November 2011
15
Miltproblemen
Bij mensen met NPC kan de milt vergroot zijn door ophoping van de vettige stoffen. Bij een sterk
vergrote milt zijn er soms minder bloedcellen. Bijvoorbeeld bloedplaatjes, die worden
weggevangen’ door de grote milt. Voorafgaand aan een operatie moet daarom het aantal
bloedplaatjes worden gecontroleerd. Bij een heel sterk vergrote milt worden door sommigen
sporten afgeraden. Dat is het geval als de milt niet meer door de ribben wordt beschermd. Af te
raden sporten zijn activiteiten waarbij je een harde klap in de buik kunt krijgen, zoals
gevechtsporten, voetbal of hockey.
Longproblemen
Heel zelden ontstaan longproblemen na de geboorte. Dit gebeurt door ophoping van vettige
stoffen in de longen. De patiënt is dan erg benauwd en heeft moeite met ademhalen. In dat geval
wordt vaak zuurstof gegeven. Ook wordt de patiënt ondersteund bij het ademhalen. Soms wordt
de ademhaling helemaal overgenomen door een beademingsmachine.
Door slikproblemen kan een patiënt zich gemakkelijk verslikken. Hierbij kan per ongeluk een beetje
voeding in de longen komen.

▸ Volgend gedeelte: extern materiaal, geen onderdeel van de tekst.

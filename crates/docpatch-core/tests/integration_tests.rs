use docpatch_core::{
    apply_all_to_text, apply_to_text, normalize, parse, resolve_and_apply, Document, EngineError,
    Hunk, ProposalStore, Resolution, TextOutcome,
};
use proptest::prelude::*;

fn lines(items: &[&str]) -> Vec<String> {
    items.iter().map(|s| s.to_string()).collect()
}

#[test]
fn test_pasted_chat_reply_end_to_end() {
    let document = Document::from_markdown(
        "# Release notes\n\nThis is the original text.\n\nThis line will be replaced.\n\nThis is another line.\n",
    );
    let reply = r#"Here is the change you asked for:

```diff
@@ -1,3 +1,3 @@
 This is the original text.
-This line will be replaced.
+This line has been updated.
 This is another line.
```

Let me know if you need anything else."#;

    let mut store = ProposalStore::new(document);
    let ids = store.propose(reply).unwrap();
    assert_eq!(ids.len(), 1);

    let resolution = store.accept(ids[0]).unwrap();
    assert_eq!(resolution, Resolution::ExactBlockReplace { start: 2, count: 1 });
    assert_eq!(
        store.document().to_markdown(),
        "# Release notes\n\nThis is the original text.\n\nThis line has been updated.\n\nThis is another line.\n"
    );
}

#[test]
fn test_round_trip_exact_block() {
    let hunk = Hunk {
        context_before: lines(&["A"]),
        deletions: lines(&["B"]),
        additions: lines(&["B2"]),
        context_after: lines(&["C"]),
    };
    assert_eq!(apply_to_text("A\nB\nC", &hunk).content, "A\nB2\nC");

    let mut document = Document::from_lines(&["A", "B", "C"]);
    resolve_and_apply(&mut document, &hunk).unwrap();
    assert_eq!(document.content_texts(), vec!["A", "B2", "C"]);
}

#[test]
fn test_pure_insertion() {
    let hunk = Hunk {
        context_before: lines(&["X"]),
        additions: lines(&["Z"]),
        ..Default::default()
    };
    assert_eq!(apply_to_text("X\nY", &hunk).content, "X\nZ\nY");
}

#[test]
fn test_inline_replacement() {
    let hunk = Hunk {
        deletions: lines(&["old word"]),
        additions: lines(&["new phrase"]),
        ..Default::default()
    };
    assert_eq!(
        apply_to_text("This is a sentence with old word here.", &hunk).content,
        "This is a sentence with new phrase here."
    );
}

#[test]
fn test_parser_rejects_prose() {
    assert!(parse("This is not a valid diff format").is_empty());

    let mut store = ProposalStore::new(Document::from_lines(&["A"]));
    assert_eq!(
        store.propose("This is not a valid diff format"),
        Err(EngineError::NoValidDiff)
    );
}

#[test]
fn test_reject_leaves_document_unchanged() {
    let original = Document::from_lines(&["alpha", "beta", "gamma"]);
    let mut store = ProposalStore::new(original.clone());
    let ids = store.propose(" alpha\n-beta\n+BETA\n gamma").unwrap();
    assert_ne!(store.document(), &original);

    store.reject(ids[0]).unwrap();
    assert_eq!(store.document(), &original);
    assert!(store.pending().is_empty());
}

#[test]
fn test_multi_hunk_independence() {
    let diff = "@@\n A\n-B\n+B2\n C\n@@\n C\n-D\n+D2\n";

    for accept_first in [true, false] {
        let mut store = ProposalStore::new(Document::from_lines(&["A", "B", "C", "D"]));
        let ids = store.propose(diff).unwrap();
        assert_eq!(ids.len(), 2);

        let (accepted, rejected) = if accept_first {
            (ids[0], ids[1])
        } else {
            (ids[1], ids[0])
        };
        store.reject(rejected).unwrap();
        store.accept(accepted).unwrap();

        let expected = if accept_first {
            vec!["A", "B2", "C", "D"]
        } else {
            vec!["A", "B", "C", "D2"]
        };
        assert_eq!(store.document().content_texts(), expected);
        assert_eq!(store.document().len(), 4);
    }
}

#[test]
fn test_fallback_on_miss_appends_on_accept() {
    let mut store = ProposalStore::new(Document::from_lines(&["A", "B"]));
    let ids = store.propose("-no such line\n+appended line\n").unwrap();
    assert_eq!(store.accept(ids[0]).unwrap(), Resolution::AppendAtEnd);
    assert_eq!(
        store.document().content_texts(),
        vec!["A", "B", "appended line"]
    );

    // The flat-buffer path reports the miss instead.
    let hunk = &parse("-no such line\n+appended line\n")[0];
    let applied = apply_to_text("A\nB", hunk);
    assert_eq!(applied.content, "A\nB");
    assert_eq!(applied.outcome, TextOutcome::Unresolved);
}

#[test]
fn test_markdown_decorations_do_not_block_matching() {
    let mut store = ProposalStore::new(Document::from_markdown(
        "## Goals\n\n- **Fast** startup\n- Small binary\n",
    ));
    let ids = store.propose("```diff\n Goals\n-Fast startup\n+Instant startup\n```").unwrap();
    store.accept(ids[0]).unwrap();
    assert_eq!(
        store.document().content_texts(),
        vec!["## Goals", "Instant startup", "- Small binary"]
    );
}

#[test]
fn test_apply_all_to_text_reports_each_hunk() {
    let hunks = parse("@@\n-one\n+ONE\n@@\n-missing\n+never\n@@\n three\n+four\n");
    let (content, outcomes) = apply_all_to_text("one\ntwo\nthree", &hunks);
    assert_eq!(content, "ONE\ntwo\nthree\nfour");
    assert_eq!(outcomes.len(), 3);
    assert!(outcomes[0].is_applied());
    assert_eq!(outcomes[1], TextOutcome::Unresolved);
    assert_eq!(outcomes[2], TextOutcome::InsertedAfter { line: 2 });
}

proptest! {
    #[test]
    fn prop_normalize_is_idempotent(s in "\\PC*") {
        let once = normalize(&s);
        prop_assert_eq!(normalize(&once), once);
    }

    #[test]
    fn prop_parse_never_yields_empty_hunks(s in "[ +\\-a-z@`\n*#]{0,200}") {
        for hunk in parse(&s) {
            prop_assert!(hunk.has_changes());
        }
    }

    #[test]
    fn prop_reject_restores_document(
        doc in prop::collection::vec("[a-d ]{1,6}", 0..6),
        raw in "[ +\\-a-d\n]{1,60}",
    ) {
        let original = Document::from_lines(&doc);
        let mut store = ProposalStore::new(original.clone());
        if let Ok(ids) = store.propose(&raw) {
            for id in ids {
                store.reject(id).unwrap();
            }
        }
        prop_assert_eq!(store.document(), &original);
    }
}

Daardoor kan een longontsteking ontstaan. Een longontsteking kan
worden behandeld met antibiotica. Soms worden medicijnen gegeven om de luchtwegen goed
open te krijgen (pufjes). Ook kan een fysiotherapeut helpen bij het goed (op)hoesten.
Darmproblemen
Diarree en obstipatie komen vaak voor bij mensen met NPC. Deze klachten kunnen het gevolg zijn
van het dieet of te weinig beweging. De problemen kunnen ook een bijwerking van Miglustat zijn.

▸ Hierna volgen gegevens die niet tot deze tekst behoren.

use once_cell::sync::Lazy;
use regex::Regex;

static LIST_MARKER: Lazy<Regex> = Lazy::new(|| Regex::new(r"^(?:[-*+]|\d+\.)\s+").unwrap());
static HEADING_MARKER: Lazy<Regex> = Lazy::new(|| Regex::new(r"^#+\s+").unwrap());
static QUOTE_MARKER: Lazy<Regex> = Lazy::new(|| Regex::new(r"^>\s*").unwrap());
static STRONG_STARS: Lazy<Regex> = Lazy::new(|| Regex::new(r"\*\*(.+?)\*\*").unwrap());
static STRONG_UNDERSCORES: Lazy<Regex> = Lazy::new(|| Regex::new(r"__(.+?)__").unwrap());
static EM_STAR: Lazy<Regex> = Lazy::new(|| Regex::new(r"\*(.+?)\*").unwrap());
static EM_UNDERSCORE: Lazy<Regex> = Lazy::new(|| Regex::new(r"_(.+?)_").unwrap());
static INLINE_CODE: Lazy<Regex> = Lazy::new(|| Regex::new(r"`([^`]+)`").unwrap());
static WHITESPACE_RUN: Lazy<Regex> = Lazy::new(|| Regex::new(r"\s+").unwrap());

const DIFF_DELETION_MARKER: &str = "- ";

/// Canonical form of a line used for every comparison against the document.
///
/// Markdown decoration (list bullets, heading hashes, quote markers, emphasis,
/// inline code) and whitespace differences are dropped. Every step removes or
/// collapses characters, so the pipeline is repeated until the text stops changing; this
/// makes `normalize(normalize(x)) == normalize(x)` hold for stacked markers
/// such as `- - item`.
pub fn normalize(line: &str) -> String {
    let mut current = normalize_once(line);
    loop {
        let next = normalize_once(&current);
        if next == current {
            return current;
        }
        current = next;
    }
}

/// Two lines are equivalent iff their normalized forms are identical.
pub fn equivalent(a: &str, b: &str) -> bool {
    normalize(a) == normalize(b)
}

fn normalize_once(line: &str) -> String {
    let trimmed = line.trim();
    let text = trimmed.strip_prefix(DIFF_DELETION_MARKER).unwrap_or(trimmed);

    let text = LIST_MARKER.replace(text, "");
    let text = HEADING_MARKER.replace(&text, "");
    let text = QUOTE_MARKER.replace(&text, "");

    let text = STRONG_STARS.replace_all(&text, "${1}");
    let text = STRONG_UNDERSCORES.replace_all(&text, "${1}");
    let text = EM_STAR.replace_all(&text, "${1}");
    let text = EM_UNDERSCORE.replace_all(&text, "${1}");
    let text = INLINE_CODE.replace_all(&text, "${1}");

    WHITESPACE_RUN.replace_all(&text, " ").trim().to_string()
}

#[cfg(test)]
mod tests {
    use super::*;
    use proptest::prelude::*;

    #[test]
    fn test_strips_list_and_heading_markers() {
        assert_eq!(normalize("  - item one\n"), "item one");
        assert_eq!(normalize("* item"), "item");
        assert_eq!(normalize("+ item"), "item");
        assert_eq!(normalize("12. numbered"), "numbered");
        assert_eq!(normalize("### Heading  text"), "Heading text");
        assert_eq!(normalize("> quoted"), "quoted");
    }

    #[test]
    fn test_strips_inline_markup() {
        assert_eq!(normalize("a **bold** word"), "a bold word");
        assert_eq!(normalize("an *em* word"), "an em word");
        assert_eq!(normalize("__strong__ and _em_"), "strong and em");
        assert_eq!(normalize("call `run()` now"), "call run() now");
    }

    #[test]
    fn test_keeps_text_without_markers() {
        assert_eq!(normalize("#hashtag stays"), "#hashtag stays");
        assert_eq!(normalize("-dash without space"), "-dash without space");
        assert_eq!(normalize("Case Matters"), "Case Matters");
        assert_ne!(normalize("Case Matters"), normalize("case matters"));
    }

    #[test]
    fn test_stacked_markers_are_fully_removed() {
        assert_eq!(normalize("- - - item"), "item");
        assert_eq!(normalize("- ## **Title**"), "Title");
    }

    #[test]
    fn test_equivalent_ignores_decoration() {
        assert!(equivalent("- **Install** the `tool`", "Install the tool"));
        assert!(equivalent("##  Setup", "Setup"));
        assert!(!equivalent("Setup", "Set up"));
    }

    proptest! {
        #[test]
        fn test_normalize_is_idempotent(line in ".*") {
            let once = normalize(&line);
            prop_assert_eq!(normalize(&once), once);
        }

        #[test]
        fn test_normalize_is_idempotent_on_markdown(
            line in r"[-*+#>_` 0-9.a-z]{0,40}",
        ) {
            let once = normalize(&line);
            prop_assert_eq!(normalize(&once), once);
        }
    }
}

De kinderarts doet navraag naar het ontlastingspatroon. Zo nodig geeft hij dieet- en
beweegadviezen.
Laboratoriumonderzoek
Bij poliklinische controle wordt soms bloedonderzoek gedaan. Hierbij wordt gekeken naar de
(
witte en rode) bloedcellen als de milt vergroot is. Bij een vergrote lever of leverproblemen wordt
ook gekeken naar de werking van de lever. Verder wordt gekeken naar stoffen die vrijkomen als
een levercel kapot gaat. Bij voedingsproblemen wordt ook gelet op eventuele tekorten van
belangrijke voedingsstoffen.
De uitslagen van het laboratoriumonderzoek worden, in principe, binnen twee weken met u
besproken. In sommige gevallen kunnen u en uw behandelaar samen afspreken om de resultaten
alleen bij een afwijkende uitslag door te geven.

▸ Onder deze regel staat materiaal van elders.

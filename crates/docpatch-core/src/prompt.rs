//! Prompts for the external completion service that produces the diffs.

const UNIFIED_RULES: &str = "\
You are an expert editorial assistant.

TASK
- Read the Markdown document between <<<DOC_START and DOC_END>>>.
- Apply the instruction between <<<INSTRUCTION and INSTRUCTION_END>>>.
- Answer with a unified diff of the document.

DIFF FORMAT
1. Keep exactly one unchanged context line above and below every change block.
2. Prefix unchanged context with a single space, deletions with \"-\" and additions with \"+\".
3. Output only the diff lines. No commentary, headings or fences.

SPACING
- Keep blank lines around headings, lists and code blocks.
- Preserve the blank line pattern the document already uses.

EXAMPLE
Before:
A
B
C

Instruction: replace \"B\" with \"B2\"
Answer:
 A
-B
+B2
 C";

const FENCED_RULES: &str = "\
You are a document writing assistant.

- You receive the full document, a selected part of it and the user's writing requirements.
- Update the document according to the requirements and answer with a unified diff only.
- Start every hunk with a bare `@@` line.
- Wrap the whole patch in a fenced code block labeled diff.

Example answer:

```diff
@@
+## Added Section
+
+This section is new.
@@
-This software is released under the MIT License.
+This software is released under the MIT License,
+see the LICENSE file for more information.
```

A line only prefixed with `+` is added, a line only prefixed with `-` is removed,
and a `-old` line directly followed by a `+new` line edits it in place.

Reply in the language of the requirements.";

/// Prompt asking for bare unified diff lines against the whole document.
pub fn unified_prompt(document: &str, instruction: &str) -> String {
    format!(
        "{}\n\nDOCUMENT\n<<<DOC_START\n{}\nDOC_END>>>\n\nINSTRUCTION\n<<<INSTRUCTION\n{}\nINSTRUCTION_END>>>",
        UNIFIED_RULES, document, instruction
    )
}

/// Prompt asking for a fenced `diff` patch focused on `selection`.
///
/// An empty selection stands for the whole document.
pub fn fenced_prompt(document: &str, selection: &str, instruction: &str) -> String {
    let selection = if selection.trim().is_empty() {
        document
    } else {
        selection
    };
    format!(
        "{}\n\n```\nfull content:\n{}\n\n===\nwriting requirements: {}\n\n===\nselected content:\n{}\n```\n",
        FENCED_RULES, document, instruction, selection
    )
}
pub mod structural;
pub mod text;

pub use structural::{apply, plan, resolve_and_apply};
pub use text::{apply_all_to_text, apply_to_text, TextApplication, TextOutcome};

Als een patiënt prikangst heeft, kan een pedagogisch medewerker extra begeleiding bieden.
Zelfstandigheid van de patiënt
Als kinderen ouder worden, moeten zij geleidelijk zelf meer verantwoordelijkheid nemen. Het gaat
daarbij om de ziekte, de bijbehorende problemen en de behandeling (het dieet en het innemen
van de medicijnen). Ouders moeten leren deze verantwoordelijkheid uit handen te geven. Het
moment waarop dit proces start, hangt af van het kind en van ouders. Een kind moet er mentaal,
emotioneel, sociaal en qua kennis klaar voor zijn.
De kinderarts kan u hierbij begeleiden. Ook kan bijvoorbeeld een kinderpsycholoog of
maatschappelijk werker extra hulp bieden.